Il n'est pas innocent que ce soit aux Etats Unis que se développe un débat sur le design pénitentiaire au service de la réinsertion. Depuis les années 1970 et la lutte contre les stupéfiants les chiffres de la population carcérale ont explosé : plus 500 %. 90 % des incarcérés le sont pour des actes non violents et les Etats-Unis ont un taux de récidive de 67 % dans les moins de 3 ans après la sortie. Les prisons américaines ont marqué la culture populaire : Alcatraz, Attica ou les "bagnes du Sud" en passant par Guantanamo. Leur violence et leur conception très dure restent une cible de choix. Très récemment c'est leur déontologie qui est pointé du doigt autour des fameuses prisons privées à l'image de la
Fremont County, Colorado, 36 000 âmes, 13 prisons, 7 731
condamnés où la prison est une industrie comme une autre qui s'auto-alimente, à l'image aussi de ses comtés qui pour accélérer la justice et limiter les coûts encouragent les contrevenants (de la route) à choisir des séjours express en prison plutôt que de passer devant le juge.
Pourtant à Brooklyn émerge un projet original : Prischool. L'idée consiste à intégrer une prison avec une école de criminologie, une école de justice pénale, le tout fonctionnant au sein de la communauté carcérale. D'un point de vue intellectuel, c'est une remise en cause totale de la vision punitive de la prison, si bien en image dans le film punishment park. Le concepteur du projet Glen Santayana, étudiant à l'école de design de Harvard s'est en effet intéressé à la stimulation cognitive et intellectuelle des prisonniers qui cherchent à se réinsérer. Qu'est-ce qui provoque le plus certainement la retombée dans le crime si ce n'est la perte de confiance, la disparition de sa dignité,la non-préparation au retour à la civile et la non-compréhension du droit. Il reprend les ambitieux programmes des militants des années 1970 en y ajoutant une visions symbiotique de la prison : des enseignements originaux, une rencontre étudiants/prisonniers, un regard intime sur la justice, sur la notion de crime, la compréhension même des délits et du système judiciaire, une nouvelle approche des relations humaines en milieu fermé centrées non plus sur le sport, des enseignements communautaires mais des savoirs de haut niveau. A noter les rencontres possibles entre étudiants en droit et condamnés, une manière pour les premiers d'aborder, de comprendre l'univers dans lequel ils sont susceptibles d'intervenir. Sa structure serait réservée aux condamnés non violents pour détention de drogue, mettant en avant l'idée qu'il ne faut pas faire cohabiter dans un même espace les grands criminels et les petits délinquants.

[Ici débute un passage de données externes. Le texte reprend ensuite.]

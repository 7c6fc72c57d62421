//! StoreDesk client library.
//!
//! Everything a StoreDesk front end needs besides rendering:
//!
//! - [`api`] - REST client for the store backend, with chart caching
//! - [`session`] - Session gate: token, role, landing route and menus
//! - [`cart`] and [`checkout`] - Cart and the four-step checkout
//! - [`mirror`] - Client-held copies of server lists
//! - [`services`] - Managers for products, categories, employees, users,
//!   orders, payments and the dashboard
//! - [`app`] - Ties the pieces together over durable storage

#![cfg_attr(not(test), forbid(unsafe_code))]

pub mod api;
pub mod app;
pub mod cart;
pub mod checkout;
pub mod config;
pub mod error;
pub mod mirror;
pub mod notify;
pub mod routes;
pub mod services;
pub mod session;
pub mod storage;
pub mod validation;

pub use api::{ApiClient, ApiError};
pub use app::App;
pub use config::ClientConfig;
pub use error::AppError;
pub use notify::{Notice, NoticeLevel, Notifier};
pub use session::{SessionGate, View};
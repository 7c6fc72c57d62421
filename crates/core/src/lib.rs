//! StoreDesk Core - Shared domain types.
//!
//! This crate provides the types used across all StoreDesk components:
//! - `client` - API client, session gate, cart and checkout state
//! - `cli` - Command-line front end
//!
//! # Architecture
//!
//! The core crate contains only types and traits - no I/O, no HTTP clients,
//! no storage. This keeps it lightweight and allows it to be used anywhere.
//!
//! # Modules
//!
//! - [`types`] - Newtype wrappers for ids, prices, emails, roles and statuses

#![cfg_attr(not(test), forbid(unsafe_code))]

pub mod types;

pub use types::*;
//! Small enums shared by forms, checkout and payments.

use core::fmt;

use rust_decimal::Decimal;
use serde::{Deserialize, Serialize};

use super::price::{CurrencyCode, Price};

/// Delivery speed chosen at the shipping step of checkout.
#[derive(Debug, Clone, Copy, PartialEq, Eq, Hash, Serialize, Deserialize, Default)]
#[serde(rename_all = "lowercase")]
pub enum ShippingMethod {
    #[default]
    Standard,
    Express,
}

impl ShippingMethod {
    /// Flat surcharge for express delivery, in the store currency.
    pub const EXPRESS_CHARGE: Decimal = Decimal::from_parts(50, 0, 0, false, 0);

    /// Shipping charge added to the cart total.
    #[must_use]
    pub const fn charge(&self, currency_code: CurrencyCode) -> Price {
        match self {
            Self::Standard => Price::zero(currency_code),
            Self::Express => Price::new(Self::EXPRESS_CHARGE, currency_code),
        }
    }
}

impl fmt::Display for ShippingMethod {
    fn fmt(&self, f: &mut fmt::Formatter<'_>) -> fmt::Result {
        match self {
            Self::Standard => f.write_str("standard"),
            Self::Express => f.write_str("express"),
        }
    }
}

impl std::str::FromStr for ShippingMethod {
    type Err = String;

    fn from_str(s: &str) -> Result<Self, Self::Err> {
        match s {
            "standard" => Ok(Self::Standard),
            "express" => Ok(Self::Express),
            _ => Err(format!("invalid shipping method: {s}")),
        }
    }
}

/// Employee gender as accepted by the employee form.
#[derive(Debug, Clone, Copy, PartialEq, Eq, Hash, Serialize, Deserialize)]
pub enum Gender {
    Male,
    Female,
    Other,
}

impl fmt::Display for Gender {
    fn fmt(&self, f: &mut fmt::Formatter<'_>) -> fmt::Result {
        match self {
            Self::Male => f.write_str("Male"),
            Self::Female => f.write_str("Female"),
            Self::Other => f.write_str("Other"),
        }
    }
}

impl std::str::FromStr for Gender {
    type Err = String;

    fn from_str(s: &str) -> Result<Self, Self::Err> {
        match s {
            "Male" => Ok(Self::Male),
            "Female" => Ok(Self::Female),
            "Other" => Ok(Self::Other),
            _ => Err("Please select a gender".to_string()),
        }
    }
}

/// Payment record status as reported by the payments backend.
///
/// The backend mixes casing (`CREATED`, `paid`), so parsing is
/// case-insensitive and anything unknown is preserved verbatim.
#[derive(Debug, Clone, PartialEq, Eq, Hash, Serialize, Deserialize)]
#[serde(from = "String", into = "String")]
pub enum PaymentStatus {
    /// Order created at the gateway but never paid.
    Created,
    Paid,
    Failed,
    Other(String),
}

impl PaymentStatus {
    /// Label shown in payment history. An order that was created but never
    /// paid is reported as failed.
    #[must_use]
    pub fn label(&self) -> &str {
        match self {
            Self::Created | Self::Failed => "Failed",
            Self::Paid => "paid",
            Self::Other(s) => s,
        }
    }
}

impl From<String> for PaymentStatus {
    fn from(s: String) -> Self {
        match s.to_ascii_lowercase().as_str() {
            "created" => Self::Created,
            "paid" => Self::Paid,
            "failed" => Self::Failed,
            _ => Self::Other(s),
        }
    }
}

impl From<PaymentStatus> for String {
    fn from(status: PaymentStatus) -> Self {
        match status {
            PaymentStatus::Created => "CREATED".to_string(),
            PaymentStatus::Paid => "paid".to_string(),
            PaymentStatus::Failed => "failed".to_string(),
            PaymentStatus::Other(s) => s,
        }
    }
}

#[cfg(test)]
#[allow(clippy::unwrap_used)]
mod tests {
    use super::*;

    #[test]
    fn test_shipping_charge() {
        assert_eq!(
            ShippingMethod::Standard.charge(CurrencyCode::INR).amount,
            Decimal::ZERO
        );
        assert_eq!(
            ShippingMethod::Express.charge(CurrencyCode::INR).amount,
            Decimal::new(50, 0)
        );
        assert_eq!(ShippingMethod::default(), ShippingMethod::Standard);
    }

    #[test]
    fn test_shipping_serde() {
        assert_eq!(
            serde_json::to_string(&ShippingMethod::Express).unwrap(),
            "\"express\""
        );
        assert_eq!("standard".parse::<ShippingMethod>().unwrap(), ShippingMethod::Standard);
        assert!("overnight".parse::<ShippingMethod>().is_err());
    }

    #[test]
    fn test_gender_parse() {
        assert_eq!("Female".parse::<Gender>().unwrap(), Gender::Female);
        assert_eq!(
            "female".parse::<Gender>().unwrap_err(),
            "Please select a gender"
        );
    }

    #[test]
    fn test_payment_status_labels() {
        let created: PaymentStatus = serde_json::from_str("\"CREATED\"").unwrap();
        assert_eq!(created, PaymentStatus::Created);
        assert_eq!(created.label(), "Failed");

        let paid: PaymentStatus = serde_json::from_str("\"paid\"").unwrap();
        assert_eq!(paid.label(), "paid");

        let refunded: PaymentStatus = serde_json::from_str("\"refunded\"").unwrap();
        assert_eq!(refunded, PaymentStatus::Other("refunded".to_string()));
        assert_eq!(serde_json::to_string(&refunded).unwrap(), "\"refunded\"");
    }
}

Novatrice sur le fond, la prison l'est aussi dans les formes. 4 Bâtiments en formeraient l'ossature :
- l'école,
- la prison,
- l'espace communautaire regroupant, la bibliothèque, salle de sport mais aussi ouvert au voisinage pour casser l'image négative de vivre à proximité d'une prison.
- un centre pour les détenus en attente de libération où ils auront accès à des bibliothèques, salles informatiques, ateliers. Un sas donc visant à préparer la future réintégration sociale.
Chaque bâtiment aurait une forme déformée semblant s'entremêler pour donner cette sensation que prison/enseignement/réhabilitation font partie d'un même processus. Chaque structure est reliée aux autres par des passerelles tandis que les façades ont une armature en claire voie. Ceci donne un nouveau sens à la prison : non pas l'enfermement, non pas l'espace honteux que l'on cache derrière des murs, mais plutôt une sorte d'exil incarné par le voile de la façade qui laisse passer la lumière comme une promesse d'une libération future. De même les formes du complexe participent à la fois à la stimulation de l'esprit dans les formes rondes, à l'apaisement des sens en n'agressant pas le détenu par un environnement froid et laid. Le choix des matériaux métal et bois contredit en outre la vision déshumanisée de l'univers carcéral. Le projet s'il arrive à dépasser les réticences de l'opinion public et à intégrer les normes de sécurité montrera comment la conception d'espaces participe de la reconstruction/reconstruction mentale. Il s'intègre dans un nouveau champ de l'architecture s'intéressant à des lieux trop longtemps délaissés tels les bâtiments hospitaliers ou scolaires. La fonctionnalité n'exclut donc pas une recherche esthétique comprise comme une forme de thérapie cognitive et comportementale.